### RECORDS
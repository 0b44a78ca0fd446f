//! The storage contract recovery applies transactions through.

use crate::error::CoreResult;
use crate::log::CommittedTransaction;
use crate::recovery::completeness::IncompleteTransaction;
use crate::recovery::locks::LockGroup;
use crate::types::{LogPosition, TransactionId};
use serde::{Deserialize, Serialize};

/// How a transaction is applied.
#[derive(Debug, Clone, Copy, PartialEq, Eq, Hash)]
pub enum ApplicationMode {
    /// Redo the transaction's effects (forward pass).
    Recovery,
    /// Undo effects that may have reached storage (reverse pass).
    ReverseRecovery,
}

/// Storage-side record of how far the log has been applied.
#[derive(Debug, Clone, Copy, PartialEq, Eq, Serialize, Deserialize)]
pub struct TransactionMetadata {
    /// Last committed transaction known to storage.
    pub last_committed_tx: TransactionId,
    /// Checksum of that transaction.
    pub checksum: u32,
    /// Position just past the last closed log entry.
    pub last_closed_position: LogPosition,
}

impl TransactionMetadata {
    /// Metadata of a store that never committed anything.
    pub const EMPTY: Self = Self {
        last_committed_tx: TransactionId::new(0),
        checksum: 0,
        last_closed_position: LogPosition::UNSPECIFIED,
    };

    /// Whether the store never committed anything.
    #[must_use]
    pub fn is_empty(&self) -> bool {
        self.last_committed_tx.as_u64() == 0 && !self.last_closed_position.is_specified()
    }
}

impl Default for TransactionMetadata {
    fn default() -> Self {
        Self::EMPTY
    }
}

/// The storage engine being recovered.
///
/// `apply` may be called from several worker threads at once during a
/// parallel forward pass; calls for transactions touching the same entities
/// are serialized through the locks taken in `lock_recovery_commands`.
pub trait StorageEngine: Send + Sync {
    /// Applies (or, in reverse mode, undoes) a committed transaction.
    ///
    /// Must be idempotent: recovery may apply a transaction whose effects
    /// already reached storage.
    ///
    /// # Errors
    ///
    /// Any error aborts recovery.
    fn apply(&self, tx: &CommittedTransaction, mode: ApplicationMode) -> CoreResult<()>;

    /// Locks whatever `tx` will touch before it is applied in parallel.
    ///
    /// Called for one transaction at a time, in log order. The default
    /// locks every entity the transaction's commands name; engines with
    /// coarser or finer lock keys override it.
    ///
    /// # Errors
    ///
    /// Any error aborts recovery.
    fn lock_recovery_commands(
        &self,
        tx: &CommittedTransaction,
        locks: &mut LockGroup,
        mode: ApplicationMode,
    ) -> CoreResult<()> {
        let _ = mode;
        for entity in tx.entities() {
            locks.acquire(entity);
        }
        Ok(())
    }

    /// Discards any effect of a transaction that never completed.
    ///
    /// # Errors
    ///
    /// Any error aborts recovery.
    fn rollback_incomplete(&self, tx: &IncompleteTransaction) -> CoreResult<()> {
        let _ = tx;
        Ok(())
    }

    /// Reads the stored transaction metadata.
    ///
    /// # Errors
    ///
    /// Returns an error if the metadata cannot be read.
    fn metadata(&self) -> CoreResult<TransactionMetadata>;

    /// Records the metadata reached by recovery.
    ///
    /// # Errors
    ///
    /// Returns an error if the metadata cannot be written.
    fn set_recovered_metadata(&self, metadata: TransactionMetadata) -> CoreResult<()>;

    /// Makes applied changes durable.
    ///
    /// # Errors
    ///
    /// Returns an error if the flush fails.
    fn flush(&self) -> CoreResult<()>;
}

### GOAL OF THE EXERCISE
Using the records above, report each line that contains the word "entity" by copying it.

### COMPLETED TASK
    /// locks every entity the transaction's commands name; engines with
        for entity in tx.entities() {
            locks.acquire(entity);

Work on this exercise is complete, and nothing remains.